Indian regional airline

Air Costa was an Indian regional airline headquartered in Vijayawada and based out of Chennai International Airport. It was owned by Indian business company LEPL Group. The airline commenced operations as a regional airline in October 2013 using two Embraer E-170 aircraft, with the first flight taking off from Chennai on 16 October 2013. The airline received a permit for pan-India operations in October 2016. The airline focused on connectivity between tier II and tier III cities in the country, and invested ₹600 crore as of 2015. Air Costa operated 32 daily flights to nine destinations from its focus cities Chennai and Vijayawada as of 2015. The airline had a maintenance center in Chennai. On 28 February 2017, it suspended operations until further notice.

==History==
Air Costa was owned by Indian business company LEPL Group. The airline received a No-Objection Certificate (NOC) from the Ministry of Civil Aviation in February 2012. The airline initially planned to start operations with a fleet of Q400 aircraft but later announced its decision to acquire Embraer Jets at the Paris Air Show in June 2013. Air Costa received its Air Operators' Permit (AOP) from the Directorate General of Civil Aviation (DGCA) in September 2013.

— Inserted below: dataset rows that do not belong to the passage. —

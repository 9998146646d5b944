use std::path::Path;

use crate::database::photos_repo::check_photo_name;
use crate::database::{PhotoKind, PhotoStore};
use crate::error::{StoreResult, ValidationError};
use crate::models::StudentTable;
use crate::services::registration_service::PhotoUpload;

/// URL prefix the photo root is served under.
pub const UPLOADS_URL_PREFIX: &str = "/uploads";

#[derive(Debug, Clone, PartialEq, Eq)]
pub struct PhotoCard {
    pub url: String,
    pub caption: String,
}

pub struct GalleryUploadReport {
    pub saved: Vec<PhotoCard>,
    pub rejected: Vec<(String, ValidationError)>,
}

/// Photos attached to registrations. A record only gets a card when its
/// photo file still exists and lives under the photo root.
pub fn student_photo_cards(table: &StudentTable, photos: &PhotoStore) -> Vec<PhotoCard> {
    table
        .rows()
        .iter()
        .filter(|r| !r.photo_path.is_empty())
        .filter(|r| Path::new(&r.photo_path).is_file())
        .filter_map(|r| {
            let url = photo_url(photos, Path::new(&r.photo_path))?;
            Some(PhotoCard {
                url,
                caption: r.full_name(),
            })
        })
        .collect()
}

pub fn gallery_cards(photos: &PhotoStore) -> StoreResult<Vec<PhotoCard>> {
    Ok(photos
        .list_gallery()?
        .iter()
        .filter_map(|p| photo_card(photos, p))
        .collect())
}

/// Store every acceptable file. Wrong file types are reported back, not fatal.
pub fn upload_gallery_photos(
    photos: &PhotoStore,
    uploads: Vec<PhotoUpload>,
) -> StoreResult<GalleryUploadReport> {
    let mut report = GalleryUploadReport {
        saved: vec![],
        rejected: vec![],
    };

    for upload in uploads {
        if let Err(e) = check_photo_name(&upload.file_name) {
            tracing::warn!("gallery upload {} rejected: {}", upload.file_name, e);
            report.rejected.push((upload.file_name, e));
            continue;
        }
        let path = photos.save(PhotoKind::Gallery, &upload.file_name, &upload.bytes)?;
        if let Some(card) = photo_card(photos, &path) {
            report.saved.push(card);
        }
    }
    Ok(report)
}

fn photo_card(photos: &PhotoStore, path: &Path) -> Option<PhotoCard> {
    Some(PhotoCard {
        url: photo_url(photos, path)?,
        caption: path.file_name()?.to_string_lossy().into_owned(),
    })
}

/// Map a stored photo path to its URL under `/uploads`.
pub fn photo_url(photos: &PhotoStore, path: &Path) -> Option<String> {
    let relative = path.strip_prefix(photos.root()).ok()?;
    let parts: Vec<String> = relative
        .components()
        .map(|c| c.as_os_str().to_string_lossy().into_owned())
        .collect();
    if parts.is_empty() {
        return None;
    }
    Some(format!("{}/{}", UPLOADS_URL_PREFIX, parts.join("/")))
}

#[cfg(test)]
mod tests {
    use super::*;
    use crate::models::StudentRecord;
    use tempfile::tempdir;

    #[test]
    fn only_existing_photos_get_cards() {
        let dir = tempdir().unwrap();
        let photos = PhotoStore::new(dir.path());
        let kept = photos.save(PhotoKind::Student, "a.jpg", b"x").unwrap();

        let table = StudentTable::from_rows(vec![
            StudentRecord {
                first_name: "Sara".into(),
                last_name: "Ahmadi".into(),
                photo_path: kept.display().to_string(),
                ..StudentRecord::default()
            },
            StudentRecord {
                first_name: "Gone".into(),
                photo_path: dir.path().join("students/missing.png").display().to_string(),
                ..StudentRecord::default()
            },
            StudentRecord {
                first_name: "NoPhoto".into(),
                ..StudentRecord::default()
            },
        ]);

        let cards = student_photo_cards(&table, &photos);
        assert_eq!(cards.len(), 1);
        assert_eq!(cards[0].caption, "Sara Ahmadi");
        assert!(cards[0].url.starts_with("/uploads/students/"));
        assert!(cards[0].url.ends_with(".jpg"));
    }

    #[test]
    fn gallery_upload_keeps_good_files_and_reports_bad_ones() {
        let dir = tempdir().unwrap();
        let photos = PhotoStore::new(dir.path());

        let report = upload_gallery_photos(
            &photos,
            vec![
                PhotoUpload { file_name: "one.png".into(), bytes: vec![1] },
                PhotoUpload { file_name: "notes.txt".into(), bytes: vec![2] },
                PhotoUpload { file_name: "two.JPEG".into(), bytes: vec![3] },
            ],
        )
        .unwrap();

        assert_eq!(report.saved.len(), 2);
        assert_eq!(report.rejected.len(), 1);
        assert_eq!(report.rejected[0].0, "notes.txt");
        assert_eq!(gallery_cards(&photos).unwrap().len(), 2);
    }

    #[test]
    fn paths_outside_the_root_have_no_url() {
        let photos = PhotoStore::new("uploads");
        assert_eq!(
            photo_url(&photos, Path::new("uploads/gallery/x.png")).as_deref(),
            Some("/uploads/gallery/x.png")
        );
        assert_eq!(photo_url(&photos, Path::new("/tmp/x.png")), None);
    }
}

The airline commenced operations as a regional airline in October 2013 using two Embraer E-170 aircraft with the first flight taking off from its hub at Chennai on 16 October 2013. The airline focused on connectivity between tier II and tier III cities in the country and has invested ₹600 crore as of 2015.

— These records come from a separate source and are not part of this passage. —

use std::sync::Arc;

use crate::config::AppConfig;
use crate::database::{PhotoStore, RecordStore};

/// Shared by every handler. Holds configuration only: each request opens
/// the store, works on its own copy of the table and saves it back.
#[derive(Clone)]
pub struct AppState {
    pub config: Arc<AppConfig>,
}

impl AppState {
    pub fn new(config: AppConfig) -> Self {
        AppState {
            config: Arc::new(config),
        }
    }

    pub fn record_store(&self) -> RecordStore {
        RecordStore::new(&self.config.students_csv)
    }

    pub fn photo_store(&self) -> PhotoStore {
        PhotoStore::new(&self.config.upload_dir)
    }
}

Air Costa ordered 50 Embraer E-Jets E2 aircraft worth during the Singapore Airshow on 13 February 2014. Embraer has cancelled the order. The airline would have become the Asian launch customer for the type if it would have taken the first delivery in 2018 as planned.

In September 2015, Air Costa, which held a regional airline's license, applied to the aviation regulator DGCA for its license to be upgraded to that of a national airline. Air Costa received a no-objection certificate from the civil aviation ministry for pan-India operations on 19 December 2015. Two Embraer E-190s were added by September 2015. Air Costa added one more E-190 in December 2015 and had plans to add three to five E-190 aircraft in its fleet in 2016. The airline had a 0.8% market share in the Indian domestic airline market as of February 2016.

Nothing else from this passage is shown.